_YOUR ASSIGNMENT_
Would you extract the whole listing below and retype it exactly?
• • • • • • •
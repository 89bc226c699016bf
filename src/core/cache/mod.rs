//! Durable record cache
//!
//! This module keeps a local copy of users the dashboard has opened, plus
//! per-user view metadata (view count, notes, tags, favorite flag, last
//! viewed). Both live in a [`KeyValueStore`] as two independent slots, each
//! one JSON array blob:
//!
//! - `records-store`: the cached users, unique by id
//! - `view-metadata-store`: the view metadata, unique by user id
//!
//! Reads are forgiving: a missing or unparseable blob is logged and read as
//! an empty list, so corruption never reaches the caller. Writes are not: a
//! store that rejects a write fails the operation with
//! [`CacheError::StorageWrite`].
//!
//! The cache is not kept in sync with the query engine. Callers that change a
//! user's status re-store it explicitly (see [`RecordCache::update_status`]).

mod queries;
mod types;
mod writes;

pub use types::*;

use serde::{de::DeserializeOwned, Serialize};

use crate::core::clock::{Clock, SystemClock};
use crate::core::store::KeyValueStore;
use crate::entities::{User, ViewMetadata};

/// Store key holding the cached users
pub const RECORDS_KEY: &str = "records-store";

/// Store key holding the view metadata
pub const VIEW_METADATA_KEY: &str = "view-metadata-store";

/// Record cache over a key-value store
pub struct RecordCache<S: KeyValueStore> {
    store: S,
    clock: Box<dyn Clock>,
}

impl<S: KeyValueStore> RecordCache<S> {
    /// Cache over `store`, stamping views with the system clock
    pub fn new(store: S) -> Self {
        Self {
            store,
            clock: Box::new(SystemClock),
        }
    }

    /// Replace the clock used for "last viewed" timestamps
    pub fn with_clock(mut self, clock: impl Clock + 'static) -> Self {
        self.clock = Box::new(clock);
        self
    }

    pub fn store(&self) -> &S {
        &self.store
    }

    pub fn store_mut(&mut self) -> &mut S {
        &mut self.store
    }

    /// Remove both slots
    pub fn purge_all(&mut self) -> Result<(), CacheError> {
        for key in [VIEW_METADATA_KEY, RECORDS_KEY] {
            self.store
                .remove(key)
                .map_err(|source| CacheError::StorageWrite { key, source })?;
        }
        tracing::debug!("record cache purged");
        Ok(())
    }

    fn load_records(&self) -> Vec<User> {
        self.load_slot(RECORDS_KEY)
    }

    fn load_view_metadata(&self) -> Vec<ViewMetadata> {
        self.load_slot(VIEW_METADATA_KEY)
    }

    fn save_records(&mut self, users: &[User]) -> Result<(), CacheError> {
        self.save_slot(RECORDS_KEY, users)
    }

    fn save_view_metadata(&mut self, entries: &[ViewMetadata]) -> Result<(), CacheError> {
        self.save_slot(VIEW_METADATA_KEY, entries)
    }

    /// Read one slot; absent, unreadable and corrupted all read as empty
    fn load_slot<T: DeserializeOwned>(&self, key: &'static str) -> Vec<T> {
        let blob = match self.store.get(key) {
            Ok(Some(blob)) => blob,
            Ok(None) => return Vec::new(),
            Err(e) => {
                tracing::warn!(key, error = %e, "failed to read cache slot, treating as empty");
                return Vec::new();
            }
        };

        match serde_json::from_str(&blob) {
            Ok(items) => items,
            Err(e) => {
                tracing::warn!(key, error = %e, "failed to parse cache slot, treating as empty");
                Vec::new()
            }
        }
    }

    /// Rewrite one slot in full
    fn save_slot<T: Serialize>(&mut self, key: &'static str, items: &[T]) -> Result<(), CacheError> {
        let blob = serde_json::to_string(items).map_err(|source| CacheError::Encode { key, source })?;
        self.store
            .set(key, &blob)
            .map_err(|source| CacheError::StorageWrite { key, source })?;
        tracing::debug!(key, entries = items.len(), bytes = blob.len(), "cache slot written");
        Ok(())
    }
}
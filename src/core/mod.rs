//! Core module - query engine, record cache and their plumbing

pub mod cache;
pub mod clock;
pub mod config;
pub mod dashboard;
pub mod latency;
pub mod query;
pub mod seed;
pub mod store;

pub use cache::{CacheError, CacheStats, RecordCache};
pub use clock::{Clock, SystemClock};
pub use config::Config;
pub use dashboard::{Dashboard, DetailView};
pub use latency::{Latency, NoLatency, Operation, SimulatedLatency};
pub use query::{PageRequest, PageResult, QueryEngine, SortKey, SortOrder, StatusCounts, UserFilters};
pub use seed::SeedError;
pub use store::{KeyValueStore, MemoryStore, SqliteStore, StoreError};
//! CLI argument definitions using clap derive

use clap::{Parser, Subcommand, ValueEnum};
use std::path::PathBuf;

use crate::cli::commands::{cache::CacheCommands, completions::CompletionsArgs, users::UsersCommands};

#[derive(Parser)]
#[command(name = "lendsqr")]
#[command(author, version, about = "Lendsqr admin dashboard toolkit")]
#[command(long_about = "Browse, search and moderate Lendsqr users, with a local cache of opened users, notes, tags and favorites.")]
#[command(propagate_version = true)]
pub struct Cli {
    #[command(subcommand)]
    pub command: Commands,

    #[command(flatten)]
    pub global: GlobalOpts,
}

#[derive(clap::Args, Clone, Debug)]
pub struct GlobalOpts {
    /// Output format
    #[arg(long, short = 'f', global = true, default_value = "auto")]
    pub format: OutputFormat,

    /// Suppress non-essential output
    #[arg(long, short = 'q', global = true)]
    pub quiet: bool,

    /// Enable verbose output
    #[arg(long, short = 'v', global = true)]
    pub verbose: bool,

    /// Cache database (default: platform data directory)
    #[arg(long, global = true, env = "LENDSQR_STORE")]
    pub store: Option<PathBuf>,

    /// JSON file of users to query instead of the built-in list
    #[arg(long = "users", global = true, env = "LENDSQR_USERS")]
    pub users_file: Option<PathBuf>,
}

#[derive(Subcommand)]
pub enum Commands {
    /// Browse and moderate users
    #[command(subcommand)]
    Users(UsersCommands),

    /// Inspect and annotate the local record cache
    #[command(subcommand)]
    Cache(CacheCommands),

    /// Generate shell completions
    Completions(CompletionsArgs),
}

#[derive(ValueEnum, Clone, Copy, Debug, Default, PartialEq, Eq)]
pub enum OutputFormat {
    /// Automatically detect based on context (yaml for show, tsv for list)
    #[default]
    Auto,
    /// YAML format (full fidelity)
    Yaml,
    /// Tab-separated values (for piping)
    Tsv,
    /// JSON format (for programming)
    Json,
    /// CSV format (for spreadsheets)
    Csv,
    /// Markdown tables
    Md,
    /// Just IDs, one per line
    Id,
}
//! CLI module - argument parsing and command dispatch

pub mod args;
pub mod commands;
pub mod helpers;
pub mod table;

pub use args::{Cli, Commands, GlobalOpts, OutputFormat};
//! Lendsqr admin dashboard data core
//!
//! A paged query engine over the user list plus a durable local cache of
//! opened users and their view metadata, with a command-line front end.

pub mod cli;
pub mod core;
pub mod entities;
• • • • • • •
_ANSWER TO THE PROBLEM_
repository 89bc226c699016bf
filename src/core/cache/mod.rs
//! Durable record cache
//!
//! This module keeps a local copy of users the dashboard has opened, plus
//! per-user view metadata (view count, notes, tags, favorite flag, last
//! viewed). Both live in a [`KeyValueStore`] as two independent slots, each
//! one JSON array blob:
//!
//! - `records-store`: the cached users, unique by id
//! - `view-metadata-store`: the view metadata, unique by user id
//!
//! Reads are forgiving: a missing or unparseable blob is logged and read as
//! an empty list, so corruption never reaches the caller. Writes are not: a
//! store that rejects a write fails the operation with
//! [`CacheError::StorageWrite`].
//!
//! The cache is not kept in sync with the query engine. Callers that change a
//! user's status re-store it explicitly (see [`RecordCache::update_status`]).

mod queries;
mod types;
mod writes;

pub use types::*;

use serde::{de::DeserializeOwned, Serialize};

use crate::core::clock::{Clock, SystemClock};
use crate::core::store::KeyValueStore;
use crate::entities::{User, ViewMetadata};

/// Store key holding the cached users
pub const RECORDS_KEY: &str = "records-store";

/// Store key holding the view metadata
pub const VIEW_METADATA_KEY: &str = "view-metadata-store";

/// Record cache over a key-value store
pub struct RecordCache<S: KeyValueStore> {
    store: S,
    clock: Box<dyn Clock>,
}

impl<S: KeyValueStore> RecordCache<S> {
    /// Cache over `store`, stamping views with the system clock
    pub fn new(store: S) -> Self {
        Self {
            store,
            clock: Box::new(SystemClock),
        }
    }

    /// Replace the clock used for "last viewed" timestamps
    pub fn with_clock(mut self, clock: impl Clock + 'static) -> Self {
        self.clock = Box::new(clock);
        self
    }

    pub fn store(&self) -> &S {
        &self.store
    }

    pub fn store_mut(&mut self) -> &mut S {
        &mut self.store
    }

    /// Remove both slots
    pub fn purge_all(&mut self) -> Result<(), CacheError> {
        for key in [VIEW_METADATA_KEY, RECORDS_KEY] {
            self.store
                .remove(key)
                .map_err(|source| CacheError::StorageWrite { key, source })?;
        }
        tracing::debug!("record cache purged");
        Ok(())
    }

    fn load_records(&self) -> Vec<User> {
        self.load_slot(RECORDS_KEY)
    }

    fn load_view_metadata(&self) -> Vec<ViewMetadata> {
        self.load_slot(VIEW_METADATA_KEY)
    }

    fn save_records(&mut self, users: &[User]) -> Result<(), CacheError> {
        self.save_slot(RECORDS_KEY, users)
    }

    fn save_view_metadata(&mut self, entries: &[ViewMetadata]) -> Result<(), CacheError> {
        self.save_slot(VIEW_METADATA_KEY, entries)
    }

    /// Read one slot; absent, unreadable and corrupted all read as empty
    fn load_slot<T: DeserializeOwned>(&self, key: &'static str) -> Vec<T> {
        let blob = match self.store.get(key) {
            Ok(Some(blob)) => blob,
            Ok(None) => return Vec::new(),
            Err(e) => {
                tracing::warn!(key, error = %e, "failed to read cache slot, treating as empty");
                return Vec::new();
            }
        };

        match serde_json::from_str(&blob) {
            Ok(items) => items,
            Err(e) => {
                tracing::warn!(key, error = %e, "failed to parse cache slot, treating as empty");
                Vec::new()
            }
        }
    }

    /// Rewrite one slot in full
    fn save_slot<T: Serialize>(&mut self, key: &'static str, items: &[T]) -> Result<(), CacheError> {
        let blob = serde_json::to_string(items).map_err(|source| CacheError::Encode { key, source })?;
        self.store
            .set(key, &blob)
            .map_err(|source| CacheError::StorageWrite { key, source })?;
        tracing::debug!(key, entries = items.len(), bytes = blob.len(), "cache slot written");
        Ok(())
    }
}
filename src/core/mod.rs
//! Core module - query engine, record cache and their plumbing

pub mod cache;
pub mod clock;
pub mod config;
pub mod dashboard;
pub mod latency;
pub mod query;
pub mod seed;
pub mod store;

pub use cache::{CacheError, CacheStats, RecordCache};
pub use clock::{Clock, SystemClock};
pub use config::Config;
pub use dashboard::{Dashboard, DetailView};
pub use latency::{Latency, NoLatency, Operation, SimulatedLatency};
pub use query::{PageRequest, PageResult, QueryEngine, SortKey, SortOrder, StatusCounts, UserFilters};
pub use seed::SeedError;
pub use store::{KeyValueStore, MemoryStore, SqliteStore, StoreError};
//! CLI argument definitions using clap derive

use clap::{Parser, Subcommand, ValueEnum};
use std::path::PathBuf;

use crate::cli::commands::{cache::CacheCommands, completions::CompletionsArgs, users::UsersCommands};

#[derive(Parser)]
#[command(name = "lendsqr")]
#[command(author, version, about = "Lendsqr admin dashboard toolkit")]
#[command(long_about = "Browse, search and moderate Lendsqr users, with a local cache of opened users, notes, tags and favorites.")]
#[command(propagate_version = true)]
pub struct Cli {
    #[command(subcommand)]
    pub command: Commands,

    #[command(flatten)]
    pub global: GlobalOpts,
}

#[derive(clap::Args, Clone, Debug)]
pub struct GlobalOpts {
    /// Output format
    #[arg(long, short = 'f', global = true, default_value = "auto")]
    pub format: OutputFormat,

    /// Suppress non-essential output
    #[arg(long, short = 'q', global = true)]
    pub quiet: bool,

    /// Enable verbose output
    #[arg(long, short = 'v', global = true)]
    pub verbose: bool,

    /// Cache database (default: platform data directory)
    #[arg(long, global = true, env = "LENDSQR_STORE")]
    pub store: Option<PathBuf>,

    /// JSON file of users to query instead of the built-in list
    #[arg(long = "users", global = true, env = "LENDSQR_USERS")]
    pub users_file: Option<PathBuf>,
}

#[derive(Subcommand)]
pub enum Commands {
    /// Browse and moderate users
    #[command(subcommand)]
    Users(UsersCommands),

    /// Inspect and annotate the local record cache
    #[command(subcommand)]
    Cache(CacheCommands),

    /// Generate shell completions
    Completions(CompletionsArgs),
}

#[derive(ValueEnum, Clone, Copy, Debug, Default, PartialEq, Eq)]
pub enum OutputFormat {
    /// Automatically detect based on context (yaml for show, tsv for list)
    #[default]
    Auto,
    /// YAML format (full fidelity)
    Yaml,
    /// Tab-separated values (for piping)
    Tsv,
    /// JSON format (for programming)
    Json,
    /// CSV format (for spreadsheets)
    Csv,
    /// Markdown tables
    Md,
    /// Just IDs, one per line
    Id,
}
//! CLI module - argument parsing and command dispatch

pub mod args;
pub mod commands;
pub mod helpers;
pub mod table;

pub use args::{Cli, Commands, GlobalOpts, OutputFormat};
//! Lendsqr admin dashboard data core
//!
//! A paged query engine over the user list plus a durable local cache of
//! opened users and their view metadata, with a command-line front end.

pub mod cli;
pub mod core;
pub mod entities;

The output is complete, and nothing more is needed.